== PROVIDED MATERIAL
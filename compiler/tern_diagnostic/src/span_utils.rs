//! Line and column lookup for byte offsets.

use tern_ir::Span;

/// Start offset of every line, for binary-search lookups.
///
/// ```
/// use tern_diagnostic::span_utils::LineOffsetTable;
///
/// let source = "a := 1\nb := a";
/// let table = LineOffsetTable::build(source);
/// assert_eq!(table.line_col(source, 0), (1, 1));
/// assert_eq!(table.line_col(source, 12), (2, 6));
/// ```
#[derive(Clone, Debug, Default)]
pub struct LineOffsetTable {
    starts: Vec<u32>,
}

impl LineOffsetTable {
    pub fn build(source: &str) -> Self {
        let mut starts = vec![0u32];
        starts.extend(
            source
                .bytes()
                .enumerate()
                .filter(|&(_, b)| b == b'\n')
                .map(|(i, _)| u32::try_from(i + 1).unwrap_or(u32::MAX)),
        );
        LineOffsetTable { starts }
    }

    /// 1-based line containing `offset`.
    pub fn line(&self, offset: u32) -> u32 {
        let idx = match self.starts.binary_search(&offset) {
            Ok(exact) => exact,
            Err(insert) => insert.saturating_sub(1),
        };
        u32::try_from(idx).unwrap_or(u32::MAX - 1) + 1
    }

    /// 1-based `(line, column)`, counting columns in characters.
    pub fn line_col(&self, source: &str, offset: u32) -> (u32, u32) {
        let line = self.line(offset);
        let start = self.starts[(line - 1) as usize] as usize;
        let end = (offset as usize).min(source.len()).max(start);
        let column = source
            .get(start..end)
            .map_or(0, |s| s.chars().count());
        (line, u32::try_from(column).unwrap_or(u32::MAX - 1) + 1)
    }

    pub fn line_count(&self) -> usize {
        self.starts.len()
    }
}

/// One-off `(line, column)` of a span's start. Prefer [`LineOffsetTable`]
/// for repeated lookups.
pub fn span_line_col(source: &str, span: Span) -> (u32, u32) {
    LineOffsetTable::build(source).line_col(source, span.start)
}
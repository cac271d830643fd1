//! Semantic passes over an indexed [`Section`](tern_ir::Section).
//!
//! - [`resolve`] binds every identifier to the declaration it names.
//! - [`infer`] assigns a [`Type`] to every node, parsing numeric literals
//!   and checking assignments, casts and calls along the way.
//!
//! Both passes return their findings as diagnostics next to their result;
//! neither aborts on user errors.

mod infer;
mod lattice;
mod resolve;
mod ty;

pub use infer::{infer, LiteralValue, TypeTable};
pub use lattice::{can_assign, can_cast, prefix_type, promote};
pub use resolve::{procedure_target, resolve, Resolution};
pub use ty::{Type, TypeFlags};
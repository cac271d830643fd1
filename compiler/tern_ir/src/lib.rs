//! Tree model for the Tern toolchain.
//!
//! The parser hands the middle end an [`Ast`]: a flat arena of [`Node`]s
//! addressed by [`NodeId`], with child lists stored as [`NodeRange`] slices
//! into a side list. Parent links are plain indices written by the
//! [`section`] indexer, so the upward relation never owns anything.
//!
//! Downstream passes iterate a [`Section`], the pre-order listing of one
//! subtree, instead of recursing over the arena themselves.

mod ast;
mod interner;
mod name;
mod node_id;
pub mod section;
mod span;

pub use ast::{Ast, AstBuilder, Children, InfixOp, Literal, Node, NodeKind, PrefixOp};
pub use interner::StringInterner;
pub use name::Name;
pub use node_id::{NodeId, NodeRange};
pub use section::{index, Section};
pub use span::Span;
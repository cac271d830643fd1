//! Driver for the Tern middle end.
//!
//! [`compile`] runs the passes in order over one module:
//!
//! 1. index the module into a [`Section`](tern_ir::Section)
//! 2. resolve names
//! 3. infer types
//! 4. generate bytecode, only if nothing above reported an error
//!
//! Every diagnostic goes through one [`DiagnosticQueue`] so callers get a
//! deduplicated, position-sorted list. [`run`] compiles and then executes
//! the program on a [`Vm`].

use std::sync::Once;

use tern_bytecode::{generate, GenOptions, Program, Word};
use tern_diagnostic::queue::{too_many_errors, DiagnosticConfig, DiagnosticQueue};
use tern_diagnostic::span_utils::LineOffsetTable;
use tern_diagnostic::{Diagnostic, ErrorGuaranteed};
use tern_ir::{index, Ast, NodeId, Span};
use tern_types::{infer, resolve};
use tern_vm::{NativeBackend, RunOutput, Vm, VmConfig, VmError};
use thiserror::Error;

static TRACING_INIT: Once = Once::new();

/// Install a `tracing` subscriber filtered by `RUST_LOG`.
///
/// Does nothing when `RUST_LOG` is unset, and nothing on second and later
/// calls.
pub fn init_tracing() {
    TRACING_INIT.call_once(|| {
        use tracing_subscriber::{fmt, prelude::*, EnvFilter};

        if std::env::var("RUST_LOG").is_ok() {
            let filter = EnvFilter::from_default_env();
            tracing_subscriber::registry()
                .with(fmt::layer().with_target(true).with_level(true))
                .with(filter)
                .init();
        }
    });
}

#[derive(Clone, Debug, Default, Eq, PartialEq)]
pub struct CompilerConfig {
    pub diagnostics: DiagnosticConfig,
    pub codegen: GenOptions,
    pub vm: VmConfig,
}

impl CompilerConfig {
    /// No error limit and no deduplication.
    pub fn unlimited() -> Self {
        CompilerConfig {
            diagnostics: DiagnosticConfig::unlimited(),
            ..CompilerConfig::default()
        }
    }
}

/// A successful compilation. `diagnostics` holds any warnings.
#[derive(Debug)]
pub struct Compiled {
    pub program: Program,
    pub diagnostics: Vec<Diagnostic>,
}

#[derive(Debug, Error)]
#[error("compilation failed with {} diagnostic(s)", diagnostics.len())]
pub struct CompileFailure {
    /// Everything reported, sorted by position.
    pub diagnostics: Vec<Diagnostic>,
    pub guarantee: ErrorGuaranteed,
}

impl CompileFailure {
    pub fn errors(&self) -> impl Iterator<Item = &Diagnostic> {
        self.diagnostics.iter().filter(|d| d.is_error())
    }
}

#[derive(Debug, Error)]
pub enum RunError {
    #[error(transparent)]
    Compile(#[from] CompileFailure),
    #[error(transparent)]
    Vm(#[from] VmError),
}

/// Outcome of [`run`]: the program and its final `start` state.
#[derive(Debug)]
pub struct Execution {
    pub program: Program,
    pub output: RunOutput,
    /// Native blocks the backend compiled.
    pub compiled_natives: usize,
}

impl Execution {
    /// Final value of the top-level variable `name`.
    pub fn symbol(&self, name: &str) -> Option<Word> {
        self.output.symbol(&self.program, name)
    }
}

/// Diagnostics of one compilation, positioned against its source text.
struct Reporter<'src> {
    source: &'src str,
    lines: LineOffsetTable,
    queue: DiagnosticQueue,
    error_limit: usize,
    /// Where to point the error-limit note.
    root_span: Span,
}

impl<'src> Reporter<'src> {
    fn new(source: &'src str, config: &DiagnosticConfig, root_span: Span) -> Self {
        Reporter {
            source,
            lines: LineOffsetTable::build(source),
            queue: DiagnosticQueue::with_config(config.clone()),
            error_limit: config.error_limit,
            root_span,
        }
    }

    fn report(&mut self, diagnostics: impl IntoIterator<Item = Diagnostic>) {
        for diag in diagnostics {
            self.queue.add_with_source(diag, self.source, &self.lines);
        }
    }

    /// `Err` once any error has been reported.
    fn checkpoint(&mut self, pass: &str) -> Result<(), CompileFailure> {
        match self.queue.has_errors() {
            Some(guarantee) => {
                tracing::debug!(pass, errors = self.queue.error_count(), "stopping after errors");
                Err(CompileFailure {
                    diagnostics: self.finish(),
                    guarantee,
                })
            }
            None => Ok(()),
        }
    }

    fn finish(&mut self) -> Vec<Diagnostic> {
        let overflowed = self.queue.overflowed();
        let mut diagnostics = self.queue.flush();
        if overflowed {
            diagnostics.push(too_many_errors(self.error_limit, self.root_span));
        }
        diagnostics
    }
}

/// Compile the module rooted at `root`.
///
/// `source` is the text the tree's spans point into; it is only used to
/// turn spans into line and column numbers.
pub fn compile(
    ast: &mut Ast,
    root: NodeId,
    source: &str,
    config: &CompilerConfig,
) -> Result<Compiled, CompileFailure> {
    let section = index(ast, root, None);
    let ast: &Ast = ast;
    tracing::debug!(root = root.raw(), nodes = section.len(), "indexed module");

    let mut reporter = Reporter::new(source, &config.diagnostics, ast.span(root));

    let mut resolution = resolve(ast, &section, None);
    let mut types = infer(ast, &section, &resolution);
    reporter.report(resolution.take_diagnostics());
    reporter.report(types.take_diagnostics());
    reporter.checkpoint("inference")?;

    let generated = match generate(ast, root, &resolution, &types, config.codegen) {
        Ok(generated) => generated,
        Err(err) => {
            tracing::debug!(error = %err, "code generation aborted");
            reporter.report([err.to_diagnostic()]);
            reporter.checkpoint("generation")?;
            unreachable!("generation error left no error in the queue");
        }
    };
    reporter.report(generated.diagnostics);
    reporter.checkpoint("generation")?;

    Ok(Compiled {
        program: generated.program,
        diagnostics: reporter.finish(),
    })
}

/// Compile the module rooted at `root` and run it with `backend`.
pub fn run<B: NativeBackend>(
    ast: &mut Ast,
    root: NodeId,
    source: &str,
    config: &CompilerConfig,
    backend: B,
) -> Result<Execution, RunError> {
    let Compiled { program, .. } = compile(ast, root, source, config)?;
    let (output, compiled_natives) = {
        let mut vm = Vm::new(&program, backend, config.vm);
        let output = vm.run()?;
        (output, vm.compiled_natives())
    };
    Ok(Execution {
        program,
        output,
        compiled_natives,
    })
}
====
• EXERCISE GOAL:
Report every line of the records that contains the word "indexed".

• EXERCISE RESULT:
//! Semantic passes over an indexed [`Section`](tern_ir::Section).
    tracing::debug!(root = root.raw(), nodes = section.len(), "indexed module");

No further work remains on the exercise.